Richard Matheson aimait bien prendre comme héros l’archétype de l’américain établit pour lui ôter tout cadre sur lequel il puisse avoir prise. Comme dans « I am a legend », « L’homme qui rétrécit » est orphelin de ses repères car suite à un événement scientifique, il se retrouve inadapté dans un monde qui lui est chaque jour un peu plus étranger. Jack Arnold, réalisateur presque oublié de nos jours, doit la rémanence de sa notoriété vacillante à deux films : « La créature du Lagon noir » et justement « L’homme qui rétrécit ». Si le premier est surtout connu pour sa poésie et l’esquisse d’érotisme que dégage la relation entre la belle (en maillot de bain, ça aide) et le monstre, le second l’est pour ses effets spéciaux. Ce qui est à la fois juste, mais aussi très réducteur. En effet, la forme est souvent très brillante, avec les décors démesurés du quotidien et des objets qui ne le sont pas moins :
clous, épingles, allumettes, paire de ciseaux.
A cela s’ajoutent certains trucages très réussis, comme le chat s’attaquant à la maison de poupée et la tarentule
devenue monstrueuse en regard de la taille rétrécie du héros,
même si quelques incrustes sont voyantes, comme la traversée de cave au pas de course. Mais la force du film est dans ses messages. Sceptiques vis à vis de la science, Matheson et Arnold mettent en scène un homme dont tout espoir de retour à sa vie antérieure est exclu. Le mystérieux nuage n’étant jamais identifié, aucun remède ne fonctionne. Les chercheurs sont intéressés scientifiquement, mais leur attitude glaciale montre à quel point le côté humain leur est interdit. Ainsi le héros condamné va devenir nain. Médiocre, méprisé par son frère, qui n’hésitera pas à s’emparer de l’épouse sur maternelle, infantilisante et castratrice. Il s’échappera et rencontrera une jolie naine (dans le livre de Matheson ils passent la nuit ensemble, plus tard il sera violé par un homosexuel ivre, puis molesté par des teen-agers, mais la production de l’époque a refusé la réalisation de ces séquences), dont l’optimisme volontaire le rendra encore plus lucide et amer.

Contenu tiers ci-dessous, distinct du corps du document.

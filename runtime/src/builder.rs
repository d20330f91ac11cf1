//! Startup registration phase.
//!
//! `CalloBuilder` is the only place flows can be added. Building consumes
//! it, so the table is frozen before the engine serves its first request.

use callo_core::{Flow, FlowTable, IntoChain, NamedFlow, RegistrationError};
use thiserror::Error;

use crate::codec::{Secret, SessionCodec};
use crate::config::{ConfigError, CryptConfig, EngineConfig};
use crate::engine::Engine;

/// Everything that can stop a server from starting.
#[derive(Error, Debug)]
pub enum StartupError {
    #[error(transparent)]
    Registration(#[from] RegistrationError),
    #[error(transparent)]
    Config(#[from] ConfigError),
}

/// Entry point.
///
/// ```rust,ignore
/// let engine = Callo::builder()
///     .password("my-password")
///     .pre(handler_fn(audit))
///     .on("login", Flow::new().then(handler_fn(check_password)).then(handler_fn(issue)))
///     .build()?;
/// ```
pub struct Callo;

impl Callo {
    pub fn builder() -> CalloBuilder {
        CalloBuilder::new()
    }
}

pub struct CalloBuilder {
    table: FlowTable,
    middleware: Flow,
    pending: Vec<NamedFlow>,
    crypt: CryptConfig,
    secret: Option<Secret>,
    engine: EngineConfig,
}

impl Default for CalloBuilder {
    fn default() -> Self {
        Self::new()
    }
}

impl CalloBuilder {
    pub fn new() -> Self {
        Self {
            table: FlowTable::new(),
            middleware: Flow::new(),
            pending: Vec::new(),
            crypt: CryptConfig::default(),
            secret: None,
            engine: EngineConfig::default(),
        }
    }

    /// Middleware prepended to every flow committed after this call.
    pub fn pre(mut self, step: impl IntoChain) -> Self {
        self.middleware = self.middleware.then(step);
        self
    }

    /// Declare the flow `name`.
    pub fn on(mut self, name: impl Into<String>, chain: impl IntoChain) -> Self {
        self.pending.push(NamedFlow::new(name).then(chain));
        self
    }

    /// Declare an already named flow.
    pub fn flow(mut self, flow: NamedFlow) -> Self {
        self.pending.push(flow);
        self
    }

    /// Register every pending flow, prefixed with the current middleware.
    pub fn commit(mut self) -> Result<Self, RegistrationError> {
        for flow in std::mem::take(&mut self.pending) {
            let flow = if self.middleware.is_empty() {
                flow
            } else {
                flow.pre(&self.middleware)
            };
            self.table.register(flow)?;
        }
        Ok(self)
    }

    /// Explicit 256-bit key.
    pub fn key(mut self, key: impl Into<Vec<u8>>) -> Self {
        self.secret = Some(Secret::Key(key.into()));
        self
    }

    /// Password-derived key with a random salt.
    pub fn password(mut self, password: impl Into<String>) -> Self {
        self.secret = Some(Secret::Password {
            password: password.into(),
            salt: None,
        });
        self
    }

    pub fn secret(mut self, secret: Secret) -> Self {
        self.secret = Some(secret);
        self
    }

    /// Crypt settings from configuration. An explicit `key`/`password`/
    /// `secret` call takes precedence over the config's key material.
    pub fn crypt_config(mut self, crypt: CryptConfig) -> Self {
        self.crypt = crypt;
        self
    }

    pub fn engine_config(mut self, engine: EngineConfig) -> Self {
        self.engine = engine;
        self
    }

    pub fn step_timeout(mut self, timeout: std::time::Duration) -> Self {
        self.engine.step_timeout_ms =
            u64::try_from(timeout.as_millis().max(1)).unwrap_or(u64::MAX);
        self
    }

    /// Commit pending flows, derive the key and freeze everything.
    pub fn build(self) -> Result<Engine, StartupError> {
        let mut builder = self.commit()?;
        builder.engine.validate()?;

        let secret = match builder.secret.take() {
            Some(secret) => secret,
            None => builder.crypt.secret()?,
        };
        if matches!(secret, Secret::Random) {
            tracing::warn!("No key or password configured; tokens will not survive a restart");
        }
        let codec = SessionCodec::from_secret(&secret)?.with_ttl(builder.crypt.token_ttl());

        tracing::info!(
            flows = builder.table.entries().count(),
            slots = builder.table.len(),
            "Flow table frozen"
        );
        Ok(Engine::new(builder.table, codec, builder.engine))
    }
}

#[cfg(test)]
mod tests {
    use super::*;
    use callo_core::prelude::*;
    use serde_json::json;

    async fn stamp(h: Handle, _props: Props, state: State) -> HandlerResult {
        state.set("stamped", true);
        h.next();
        Ok(())
    }

    async fn finish(h: Handle, _props: Props, state: State) -> HandlerResult {
        h.end(state.to_value());
        Ok(())
    }

    #[test]
    fn test_step_timeout_saturates() {
        let builder = Callo::builder().step_timeout(std::time::Duration::MAX);
        assert_eq!(builder.engine.step_timeout_ms, u64::MAX);

        let builder = Callo::builder().step_timeout(std::time::Duration::ZERO);
        assert_eq!(builder.engine.step_timeout_ms, 1);
    }

    #[test]
    fn test_duplicate_flow_is_fatal() {
        let result = Callo::builder()
            .on("a", handler_fn(finish))
            .on("a", handler_fn(finish))
            .build();
        assert!(matches!(
            result,
            Err(StartupError::Registration(RegistrationError::Duplicate(_)))
        ));
    }

    #[test]
    fn test_bad_key_is_fatal() {
        let result = Callo::builder()
            .key("invalid")
            .on("a", handler_fn(finish))
            .build();
        assert!(matches!(result, Err(StartupError::Config(ConfigError::KeySize(_)))));
    }

    #[test]
    fn test_middleware_only_applies_to_later_commits() {
        let engine = Callo::builder()
            .on("plain", handler_fn(finish))
            .commit()
            .unwrap()
            .pre(handler_fn(stamp))
            .on("stamped", handler_fn(finish))
            .build()
            .unwrap();

        let table = engine.table();
        assert_eq!(table.start_offset("plain"), Some(0));
        assert_eq!(table.start_offset("stamped"), Some(2));
        // plain: [finish, None], stamped: [stamp, finish, None]
        assert_eq!(table.len(), 5);
    }

    #[tokio::test]
    async fn test_middleware_runs_first() {
        let engine = Callo::builder()
            .pre(handler_fn(stamp))
            .on("test", handler_fn(finish))
            .build()
            .unwrap();

        let reply = engine
            .dispatch(crate::message::Request::dial("test", Default::default()))
            .await;
        assert_eq!(reply.data, Some(json!({ "stamped": true })));
        assert!(reply.state.is_none());
    }
}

Mais au fur et à mesure qu’il rétrécit, l’homme civilisé, par nécessité, retourne à l’état sauvage, avant qu’une sérénité philosophique l’apaise enfin.
Matheson a constamment veillé à ce que son scénario ne trahisse pas l’esprit de son livre et accepta l’évocation du divin à la fin, dans une perspective spiritualiste au sein d’une réflexion métaphysique sur le rôle de l’homme dans l’univers. Avec jack Arnold, ils accepteront un découpage linéaire, sans flash back, mais refuseront à la production un happy end (parachuté à l’aide d’un hypothétique remède). Ainsi le réalisateur dans un dernier plan,
entre l’homme réduit à la taille d’une tête d’épingle, qui va vers l’infiniment petit et le gigantisme de la poussière étoilée d’une nuit d’été,
offre une plongée métaphysique qui précède celle du « 2001 » de Kubrik, réalisé dix ans plus tard. Assurément un très grand film.